You're not going to find the chef grade appliances in the local shops. But there are specialized stores that deal in these kinds of appliances. (Probably many, if not most of them in or around Paris.) Try to find the French brands if you can (and there are plenty). Although certainly they are built with foreign parts, you'll have a better chance of delivery times being somewhat more reasonable. These days, anything coming from outside the EU (especially from the UK) is going to be subject to delays.

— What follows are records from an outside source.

// Account roles
//
// Roles form a closed set. Anything outside it is rejected when a token
// or a stored row is decoded.

use serde::{Deserialize, Serialize};
use std::str::FromStr;

#[cfg(feature = "openapi")]
use utoipa::ToSchema;

/// Role carried in the `userType` claim.
#[derive(Debug, Clone, Copy, Default, Serialize, Deserialize, PartialEq, Eq, Hash)]
#[cfg_attr(feature = "openapi", derive(ToSchema))]
#[serde(rename_all = "lowercase")]
pub enum Role {
    /// Regular account created through registration.
    #[default]
    User,
    /// Operator account.
    Admin,
}

impl Role {
    pub fn as_str(&self) -> &'static str {
        match self {
            Role::User => "user",
            Role::Admin => "admin",
        }
    }
}

impl std::fmt::Display for Role {
    fn fmt(&self, f: &mut std::fmt::Formatter<'_>) -> std::fmt::Result {
        f.write_str(self.as_str())
    }
}

/// Error returned when a string does not name a known role.
#[derive(Debug, Clone, PartialEq, Eq, thiserror::Error)]
#[error("unknown role: {0}")]
pub struct UnknownRole(pub String);

impl FromStr for Role {
    type Err = UnknownRole;

    fn from_str(s: &str) -> Result<Self, Self::Err> {
        match s {
            "user" => Ok(Role::User),
            "admin" => Ok(Role::Admin),
            other => Err(UnknownRole(other.to_string())),
        }
    }
}

#[cfg(test)]
mod tests {
    use super::*;

    #[test]
    fn test_role_serializes_lowercase() {
        assert_eq!(serde_json::to_string(&Role::User).unwrap(), "\"user\"");
        assert_eq!(serde_json::to_string(&Role::Admin).unwrap(), "\"admin\"");
    }

    #[test]
    fn test_unknown_role_rejected_on_decode() {
        let result: Result<Role, _> = serde_json::from_str("\"superuser\"");
        assert!(result.is_err());

        let result: Result<Role, _> = serde_json::from_str("\"Admin\"");
        assert!(result.is_err());
    }

    #[test]
    fn test_from_str_round_trips_display() {
        for role in [Role::User, Role::Admin] {
            assert_eq!(role.to_string().parse::<Role>().unwrap(), role);
        }
        assert_eq!(
            "root".parse::<Role>(),
            Err(UnknownRole("root".to_string()))
        );
    }
}
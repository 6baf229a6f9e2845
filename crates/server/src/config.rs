// Server configuration loaded from environment variables.
// Decision: backend.env is read first, then .env; real environment variables win over both
// Decision: No DATABASE_URL means dev mode with in-memory storage

use anyhow::{Context, Result};
use axum::http::HeaderValue;

use crate::auth::AuthConfig;

/// Load `backend.env` and `.env` into the process environment if present
pub fn load_env_files() {
    if let Ok(path) = dotenvy::from_filename("backend.env") {
        tracing::debug!(path = %path.display(), "Loaded environment file");
    }
    if let Ok(path) = dotenvy::dotenv() {
        tracing::debug!(path = %path.display(), "Loaded environment file");
    }
}

/// Complete server configuration
#[derive(Debug, Clone)]
pub struct ServerConfig {
    /// Bind address
    pub host: String,
    /// Bind port
    pub port: u16,
    /// PostgreSQL URL; None selects in-memory storage
    pub database_url: Option<String>,
    /// Origins allowed for cross-origin requests; empty disables CORS
    pub cors_allowed_origins: Vec<HeaderValue>,
    /// Authentication settings
    pub auth: AuthConfig,
}

impl ServerConfig {
    /// Load configuration from environment variables
    pub fn from_env() -> Result<Self> {
        let host = std::env::var("APP_HOST").unwrap_or_else(|_| "0.0.0.0".to_string());

        let port = match std::env::var("APP_PORT") {
            Ok(port) => port
                .parse()
                .with_context(|| format!("APP_PORT is not a valid port: {}", port))?,
            Err(_) => 8080,
        };

        let database_url = std::env::var("DATABASE_URL")
            .ok()
            .filter(|s| !s.is_empty());

        // Example: CORS_ALLOWED_ORIGINS="https://app.example.com,https://admin.example.com"
        let cors_allowed_origins = std::env::var("CORS_ALLOWED_ORIGINS")
            .ok()
            .filter(|s| !s.is_empty())
            .map(|s| s.split(',').filter_map(|s| s.trim().parse().ok()).collect())
            .unwrap_or_default();

        let auth = AuthConfig::from_env(database_url.is_none())?;

        Ok(Self {
            host,
            port,
            database_url,
            cors_allowed_origins,
            auth,
        })
    }

    /// Whether storage runs in memory
    pub fn is_dev_mode(&self) -> bool {
        self.database_url.is_none()
    }

    pub fn bind_address(&self) -> String {
        format!("{}:{}", self.host, self.port)
    }
}
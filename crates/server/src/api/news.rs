// News HTTP routes
// Decision: Query-parameter addressing (?object_id=) kept for existing clients

use axum::{
    extract::{
        rejection::{JsonRejection, QueryRejection},
        Query, State,
    },
    http::StatusCode,
    middleware,
    routing::{delete, get, post, put},
    Json, Router,
};
use funpage_core::News;
use serde::Deserialize;
use std::sync::Arc;
use utoipa::{IntoParams, ToSchema};
use uuid::Uuid;

use super::common::{parse_json, parse_query, ApiError, ApiResponse, ErrorResponse};
use super::validation::{validate_content, validate_title};
use crate::auth::{require_auth, AuthState, AuthUser};
use crate::services::NewsService;
use crate::storage::{models::UpdateNews, StorageBackend};

/// Request to create a news article
#[derive(Debug, Clone, Deserialize, ToSchema)]
pub struct CreateNewsRequest {
    #[schema(example = "Campus library opens late")]
    pub title: String,
    #[schema(example = "Starting Monday the library stays open until midnight.")]
    pub content: String,
}

/// Request to update a news article. Only provided fields are changed.
#[derive(Debug, Clone, Deserialize, ToSchema)]
pub struct UpdateNewsRequest {
    pub title: Option<String>,
    pub content: Option<String>,
}

/// Article address
#[derive(Debug, Deserialize, IntoParams)]
pub struct ObjectIdQuery {
    /// News ID
    pub object_id: Uuid,
}

/// Author filter
#[derive(Debug, Deserialize, IntoParams)]
pub struct AuthorQuery {
    /// Author username
    pub author: String,
}

/// Tag filter
#[derive(Debug, Deserialize, IntoParams)]
pub struct TagQuery {
    /// Tag name
    pub tag: String,
}

/// App state for news routes
#[derive(Clone)]
pub struct AppState {
    pub service: Arc<NewsService>,
}

impl AppState {
    pub fn new(db: StorageBackend) -> Self {
        Self {
            service: Arc::new(NewsService::new(db)),
        }
    }
}

/// Create news routes
pub fn routes(state: AppState, auth: AuthState) -> Router {
    let protected = Router::new()
        .route("/app/news/create", post(create_news))
        .route("/app/news/updateByID", put(update_news))
        .route("/app/news/deleteByID", delete(delete_news))
        .route_layer(middleware::from_fn_with_state(auth, require_auth));

    Router::new()
        .route("/app/news/getByID", get(get_news))
        .route("/app/news/getByAuthor", get(get_news_by_author))
        .route("/app/news/getByTag", get(get_news_by_tag))
        .merge(protected)
        .with_state(state)
}

/// POST /app/news/create - Create a news article
#[utoipa::path(
    post,
    path = "/app/news/create",
    request_body = CreateNewsRequest,
    responses(
        (status = 201, description = "News created", body = ApiResponse<News>),
        (status = 400, description = "Invalid input", body = ErrorResponse),
        (status = 401, description = "Not authenticated", body = ErrorResponse)
    ),
    tag = "news"
)]
pub async fn create_news(
    State(state): State<AppState>,
    user: AuthUser,
    body: Result<Json<CreateNewsRequest>, JsonRejection>,
) -> Result<(StatusCode, Json<ApiResponse<News>>), ApiError> {
    let req = parse_json(body)?;
    validate_title(&req.title)?;
    validate_content(&req.content)?;

    let news = state.service.create(&user, req.title, req.content).await?;

    Ok((
        StatusCode::CREATED,
        Json(ApiResponse::with_message("News created successfully", news)),
    ))
}

/// GET /app/news/getByID - Get a news article
#[utoipa::path(
    get,
    path = "/app/news/getByID",
    params(ObjectIdQuery),
    responses(
        (status = 200, description = "News found", body = ApiResponse<News>),
        (status = 400, description = "Invalid object_id", body = ErrorResponse),
        (status = 404, description = "News not found", body = ErrorResponse)
    ),
    tag = "news"
)]
pub async fn get_news(
    State(state): State<AppState>,
    query: Result<Query<ObjectIdQuery>, QueryRejection>,
) -> Result<Json<ApiResponse<News>>, ApiError> {
    let query = parse_query(query)?;
    let news = state.service.get(query.object_id).await?;
    Ok(Json(ApiResponse::data(news)))
}

/// GET /app/news/getByAuthor - List news by author
#[utoipa::path(
    get,
    path = "/app/news/getByAuthor",
    params(AuthorQuery),
    responses(
        (status = 200, description = "News by author", body = ApiResponse<Vec<News>>),
        (status = 400, description = "Missing author", body = ErrorResponse)
    ),
    tag = "news"
)]
pub async fn get_news_by_author(
    State(state): State<AppState>,
    query: Result<Query<AuthorQuery>, QueryRejection>,
) -> Result<Json<ApiResponse<Vec<News>>>, ApiError> {
    let query = parse_query(query)?;
    let news = state.service.list_by_author(&query.author).await?;
    Ok(Json(ApiResponse::data(news)))
}

/// GET /app/news/getByTag - List news carrying a tag
#[utoipa::path(
    get,
    path = "/app/news/getByTag",
    params(TagQuery),
    responses(
        (status = 200, description = "News with tag", body = ApiResponse<Vec<News>>),
        (status = 400, description = "Missing tag", body = ErrorResponse)
    ),
    tag = "news"
)]
pub async fn get_news_by_tag(
    State(state): State<AppState>,
    query: Result<Query<TagQuery>, QueryRejection>,
) -> Result<Json<ApiResponse<Vec<News>>>, ApiError> {
    let query = parse_query(query)?;
    let news = state.service.list_by_tag(&query.tag).await?;
    Ok(Json(ApiResponse::data(news)))
}

/// PUT /app/news/updateByID - Update a news article (author only)
#[utoipa::path(
    put,
    path = "/app/news/updateByID",
    params(ObjectIdQuery),
    request_body = UpdateNewsRequest,
    responses(
        (status = 200, description = "News updated", body = ApiResponse<News>),
        (status = 400, description = "Invalid input", body = ErrorResponse),
        (status = 401, description = "Not authenticated", body = ErrorResponse),
        (status = 403, description = "Not the author", body = ErrorResponse),
        (status = 404, description = "News not found", body = ErrorResponse)
    ),
    tag = "news"
)]
pub async fn update_news(
    State(state): State<AppState>,
    user: AuthUser,
    query: Result<Query<ObjectIdQuery>, QueryRejection>,
    body: Result<Json<UpdateNewsRequest>, JsonRejection>,
) -> Result<Json<ApiResponse<News>>, ApiError> {
    let query = parse_query(query)?;
    let req = parse_json(body)?;

    if req.title.is_none() && req.content.is_none() {
        return Err(ApiError::Validation("Nothing to update".to_string()));
    }
    if let Some(title) = &req.title {
        validate_title(title)?;
    }
    if let Some(content) = &req.content {
        validate_content(content)?;
    }

    let news = state
        .service
        .update(
            &user,
            query.object_id,
            UpdateNews {
                title: req.title,
                content: req.content,
            },
        )
        .await?;

    Ok(Json(ApiResponse::with_message(
        "News updated successfully",
        news,
    )))
}

/// DELETE /app/news/deleteByID - Delete a news article (author only)
#[utoipa::path(
    delete,
    path = "/app/news/deleteByID",
    params(ObjectIdQuery),
    responses(
        (status = 200, description = "News deleted", body = ApiResponse<String>),
        (status = 401, description = "Not authenticated", body = ErrorResponse),
        (status = 403, description = "Not the author", body = ErrorResponse),
        (status = 404, description = "News not found", body = ErrorResponse)
    ),
    tag = "news"
)]
pub async fn delete_news(
    State(state): State<AppState>,
    user: AuthUser,
    query: Result<Query<ObjectIdQuery>, QueryRejection>,
) -> Result<Json<ApiResponse<()>>, ApiError> {
    let query = parse_query(query)?;
    state.service.delete(&user, query.object_id).await?;
    Ok(Json(ApiResponse::message("News deleted successfully")))
}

Do a search online for "piano de cuisson" and while you can get some of the big, chef-brand cookers at shops like Boulanger or Darty, you'll also find ads for the restaurant supply stores that sell to the public, as well as reviews about which brands are considered the top of the line here in France.


----------



## ccm47

Does it have to be new? 
I'm pretty sure I've seen a number of ads pop up on Leboncoin.fr where restaurants want to change or liquidate assets.


----------



## 255

@Doug Tarter -- La Cornue and Lacanche are the preeminent "chef ranges" I'm familiar with (in the U.S.) Both brands are somewhat "customized" to the client and have at least a six month lead time (unless you buy a display model.)

Lacanche - Premium range cookers from France - "Les Pianos Gastronomes" La Cornue® Global - Luxury Kitchen Appliances Since 1908

I suggest you contact each company directly, for assistance, if either/or interest you. Cheers, 255


----------